I have data describing over a 15 million individuals where each item includes variables like these:
- A. Amount spent on airfare last year
- B. Brand of shoes
- C. Number of times visited some website in 6 months
- D. Speaks Malay (Y/N)
Here is some example data:
+----------+--------+-----+-----+ | A | B | C | D | +----------+--------+-----+-----+ | $4568.70 | Nike | 18 | - | | $220.17 | - | 25 | Yes | | $0 | - | 157 | No | | $2170.87 | Adidas | - | - | +----------+--------+-----+-----+
As you can see, some of the variables are categorical rather than numerical. The data for many items is incomplete but I prefer not to throw out any rows or columns.

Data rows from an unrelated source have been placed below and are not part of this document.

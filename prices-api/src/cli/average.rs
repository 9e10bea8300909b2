//! Average command - one request through the same path as the endpoint

use anyhow::{bail, Result};
use clap::Args;

use crate::config::Settings;
use crate::handler::{self, AverageRequest};

/// Arguments for the average command
#[derive(Args)]
pub struct AverageArgs {
    /// First day (YYYY-MM-DD)
    #[arg(long)]
    pub start: String,

    /// Last day, inclusive (YYYY-MM-DD)
    #[arg(long)]
    pub end: String,
}

pub async fn execute(args: AverageArgs) -> Result<()> {
    let settings = Settings::load()?;
    let store = super::connect_store(&settings).await?;
    let (queue, dispatcher) = super::start_workers(&store, &settings);

    let body = serde_json::to_vec(&AverageRequest {
        start_date: args.start,
        end_date: args.end,
    })?;
    let result = handler::average_prices(&dispatcher, &body).await;

    queue.shutdown().await;
    store.close().await;

    match result {
        Ok(response) => {
            println!("{}", serde_json::to_string_pretty(&response)?);
            Ok(())
        }
        Err(err) => {
            println!("{}", serde_json::to_string_pretty(&err.envelope())?);
            bail!("request failed with status {}", err.status_code())
        }
    }
}
//! Migrate command - create the price schema

use anyhow::{Context, Result};
use clap::Args;
use tracing::info;

use prices_worker::storage::run_migrations;

use crate::config::Settings;

/// Arguments for the migrate command
#[derive(Args)]
pub struct MigrateArgs {
    /// Database URL (overrides configuration)
    #[arg(long, env = "DATABASE_URL")]
    pub database_url: Option<String>,
}

pub async fn execute(args: MigrateArgs) -> Result<()> {
    let mut settings = Settings::load()?;
    if let Some(url) = args.database_url {
        settings.database.url = url;
    }

    let store = super::connect_store(&settings).await?;
    run_migrations(store.pool())
        .await
        .context("migration failed")?;
    store.close().await;

    info!("Migrations complete");
    Ok(())
}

What are some methods to estimate things like:
What is the average expected airfare and visits to some website of a group of 17 people given that 5 wear Nike shoes, 11 have Adidas shoes and 1 other has some other kind of shoes where 6 of them speak Malay?
In this case, I know the marginal distributions for columns B and D for a totally new group of people. Though I have reason to believe that none of the variables are independent, I would like to give the best possible estimates for the distributions of the unknown variables (A and C) for the new group of individuals.
How can I estimate things like the above? Are there any convenient non-parametric methods to estimate things like the above that scale well (suppose instead that I had hundreds of millions of rows by thousands of columns)? I'm looking for both techniques and packages with implementations.